┌─ ENTRIES SUPPLIED

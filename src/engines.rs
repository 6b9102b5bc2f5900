//! Engine Register Snapshots
//!
//! The cache does not decode command streams. The command processor hands it
//! already-decoded register state:
//!
//! - [`Maxwell3dState`]: 3D engine render target and depth buffer
//!   configuration, plus the dirty flags the cache clears after resolving a
//!   framebuffer slot.
//! - [`FermiSurface`] / [`FermiCopyConfig`]: the two sides of a 2D engine blit.
//! - [`TextureInfo`]: a decoded texture image control entry for a sampler.

use bitflags::bitflags;

use crate::memory::GpuVAddr;
use crate::surface::{PixelFormat, SurfaceTarget};

/// Number of color render target slots.
pub const NUM_RENDER_TARGETS: usize = 8;

/// Tiling of a render target or depth buffer.
#[derive(Debug, Clone, Copy, PartialEq, Eq, Default)]
pub struct MemoryLayout {
    /// log2 GOB counts.
    pub block_width: u32,
    pub block_height: u32,
    pub block_depth: u32,
    pub is_pitch_linear: bool,
}

impl MemoryLayout {
    #[must_use]
    pub const fn block_linear(block_height: u32) -> Self {
        Self {
            block_width: 0,
            block_height,
            block_depth: 0,
            is_pitch_linear: false,
        }
    }

    #[must_use]
    pub const fn pitch_linear() -> Self {
        Self {
            block_width: 0,
            block_height: 0,
            block_depth: 0,
            is_pitch_linear: true,
        }
    }
}

/// One color render target slot.
#[derive(Debug, Clone, Copy, PartialEq, Eq, Default)]
pub struct RenderTargetConfig {
    pub address: GpuVAddr,
    /// Width in texels, or the pitch in bytes when pitch linear.
    pub width: u32,
    pub height: u32,
    /// `None` disables the slot.
    pub format: Option<PixelFormat>,
    pub memory_layout: MemoryLayout,
    /// Number of array layers bound; `0` and `1` both bind a plain 2D target.
    pub layers: u32,
    /// Programmed distance between layers in bytes. `0` packs layers.
    pub layer_stride: u32,
    /// First layer rendered to.
    pub base_layer: u32,
}

/// Depth/stencil buffer.
#[derive(Debug, Clone, Copy, PartialEq, Eq)]
pub struct ZetaConfig {
    pub address: GpuVAddr,
    pub format: PixelFormat,
    pub memory_layout: MemoryLayout,
}

impl Default for ZetaConfig {
    fn default() -> Self {
        Self {
            address: 0,
            format: PixelFormat::D24UnormS8Uint,
            memory_layout: MemoryLayout::default(),
        }
    }
}

/// Framebuffer registers of the 3D engine.
#[derive(Debug, Clone, Default)]
pub struct FramebufferRegs {
    pub rt: [RenderTargetConfig; NUM_RENDER_TARGETS],
    /// Number of enabled color targets.
    pub rt_count: usize,
    pub zeta: ZetaConfig,
    pub zeta_enable: bool,
    pub zeta_width: u32,
    pub zeta_height: u32,
}

bitflags! {
    /// Framebuffer state changed since the cache last resolved it.
    #[derive(Debug, Clone, Copy, PartialEq, Eq, Hash)]
    pub struct DirtyFlags: u16 {
        const COLOR_BUFFER_0 = 1 << 0;
        const COLOR_BUFFER_1 = 1 << 1;
        const COLOR_BUFFER_2 = 1 << 2;
        const COLOR_BUFFER_3 = 1 << 3;
        const COLOR_BUFFER_4 = 1 << 4;
        const COLOR_BUFFER_5 = 1 << 5;
        const COLOR_BUFFER_6 = 1 << 6;
        const COLOR_BUFFER_7 = 1 << 7;
        const ZETA_BUFFER = 1 << 8;

        const COLOR_BUFFERS = 0xFF;
        const ALL = Self::COLOR_BUFFERS.bits() | Self::ZETA_BUFFER.bits();
    }
}

impl DirtyFlags {
    /// Flag of color slot `index`.
    #[inline]
    #[must_use]
    pub fn color_buffer(index: usize) -> Self {
        debug_assert!(index < NUM_RENDER_TARGETS);
        Self::from_bits_truncate(1 << index)
    }
}

/// 3D engine state visible to the cache.
#[derive(Debug, Clone)]
pub struct Maxwell3dState {
    pub regs: FramebufferRegs,
    pub dirty_flags: DirtyFlags,
}

impl Maxwell3dState {
    /// Every slot starts dirty so the first resolve reads the registers.
    #[must_use]
    pub fn new(regs: FramebufferRegs) -> Self {
        Self {
            regs,
            dirty_flags: DirtyFlags::ALL,
        }
    }

    /// Replaces color slot `index` and marks it dirty.
    pub fn set_render_target(&mut self, index: usize, config: RenderTargetConfig) {
        self.regs.rt[index] = config;
        self.dirty_flags |= DirtyFlags::color_buffer(index);
    }

    /// Replaces the depth buffer configuration and marks it dirty.
    pub fn set_zeta(&mut self, zeta: ZetaConfig, width: u32, height: u32, enable: bool) {
        self.regs.zeta = zeta;
        self.regs.zeta_width = width;
        self.regs.zeta_height = height;
        self.regs.zeta_enable = enable;
        self.dirty_flags |= DirtyFlags::ZETA_BUFFER;
    }
}

impl Default for Maxwell3dState {
    fn default() -> Self {
        Self::new(FramebufferRegs::default())
    }
}

/// One side of a 2D engine copy.
#[derive(Debug, Clone, Copy, PartialEq, Eq)]
pub struct FermiSurface {
    pub address: GpuVAddr,
    pub format: PixelFormat,
    pub linear: bool,
    /// log2 GOB counts; ignored when linear.
    pub block_width: u32,
    pub block_height: u32,
    pub block_depth: u32,
    pub width: u32,
    pub height: u32,
    /// Row pitch in bytes; only meaningful when linear.
    pub pitch: u32,
}

#[derive(Debug, Clone, Copy, PartialEq, Eq, Hash, Default)]
pub enum BlitFilter {
    #[default]
    Point,
    Linear,
}

#[derive(Debug, Clone, Copy, PartialEq, Eq, Hash, Default)]
pub enum BlitOperation {
    #[default]
    SrcCopy,
    SrcCopyAnd,
    Blend,
}

/// Integer rectangle, `[left, right) x [top, bottom)`.
#[derive(Debug, Clone, Copy, PartialEq, Eq, Hash, Default)]
pub struct Rect {
    pub left: u32,
    pub top: u32,
    pub right: u32,
    pub bottom: u32,
}

impl Rect {
    #[must_use]
    pub const fn new(left: u32, top: u32, right: u32, bottom: u32) -> Self {
        Self { left, top, right, bottom }
    }

    #[must_use]
    pub const fn width(&self) -> u32 {
        self.right.saturating_sub(self.left)
    }

    #[must_use]
    pub const fn height(&self) -> u32 {
        self.bottom.saturating_sub(self.top)
    }
}

/// 2D engine blit configuration.
#[derive(Debug, Clone, Copy, PartialEq, Eq, Hash, Default)]
pub struct FermiCopyConfig {
    pub operation: BlitOperation,
    pub filter: BlitFilter,
    pub src_rect: Rect,
    pub dst_rect: Rect,
}

/// Decoded texture image control entry.
#[derive(Debug, Clone, Copy, PartialEq, Eq)]
pub struct TextureInfo {
    pub address: GpuVAddr,
    pub format: PixelFormat,
    pub target: SurfaceTarget,
    pub width: u32,
    pub height: u32,
    /// Depth of a 3D texture, or the layer count of an array. Cube faces are
    /// not included.
    pub depth: u32,
    pub num_levels: u32,
    pub is_tiled: bool,
    /// log2 GOB counts.
    pub block_width: u32,
    pub block_height: u32,
    pub block_depth: u32,
    /// log2 of the tile width spacing.
    pub tile_width_spacing: u32,
    /// Row pitch in bytes for pitch linear textures.
    pub pitch: u32,
}

impl TextureInfo {
    /// A single-level, block linear 2D texture.
    #[must_use]
    pub fn new_2d(address: GpuVAddr, format: PixelFormat, width: u32, height: u32, block_height: u32) -> Self {
        Self {
            address,
            format,
            target: SurfaceTarget::Texture2D,
            width,
            height,
            depth: 1,
            num_levels: 1,
            is_tiled: true,
            block_width: 0,
            block_height,
            block_depth: 0,
            tile_width_spacing: 0,
            pitch: 0,
        }
    }

    #[must_use]
    pub fn with_target(mut self, target: SurfaceTarget, depth: u32) -> Self {
        self.target = target;
        self.depth = depth;
        self
    }

    #[must_use]
    pub fn with_levels(mut self, num_levels: u32) -> Self {
        self.num_levels = num_levels;
        self
    }

    #[must_use]
    pub fn with_block_depth(mut self, block_depth: u32) -> Self {
        self.block_depth = block_depth;
        self
    }

    /// Switches to a pitch linear layout with `pitch` bytes per row.
    #[must_use]
    pub fn pitch_linear(mut self, pitch: u32) -> Self {
        self.is_tiled = false;
        self.block_height = 0;
        self.block_depth = 0;
        self.pitch = pitch;
        self
    }
}

#[cfg(test)]
mod tests {
    use super::*;

    #[test]
    fn new_state_is_fully_dirty() {
        let state = Maxwell3dState::default();
        for index in 0..NUM_RENDER_TARGETS {
            assert!(state.dirty_flags.contains(DirtyFlags::color_buffer(index)));
        }
        assert!(state.dirty_flags.contains(DirtyFlags::ZETA_BUFFER));
    }

    #[test]
    fn setting_a_target_dirties_only_that_slot() {
        let mut state = Maxwell3dState::default();
        state.dirty_flags = DirtyFlags::empty();
        state.set_render_target(3, RenderTargetConfig::default());
        assert_eq!(state.dirty_flags, DirtyFlags::COLOR_BUFFER_3);
    }
}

└─

Each line from the top of the material above through the line containing "and depth buffer" must be output exactly, and no other line.

filename src/engines.rs
repository 6b9102b5bc2f5900
//! Engine Register Snapshots
//!
//! The cache does not decode command streams. The command processor hands it
//! already-decoded register state:
//!
//! - [`Maxwell3dState`]: 3D engine render target and depth buffer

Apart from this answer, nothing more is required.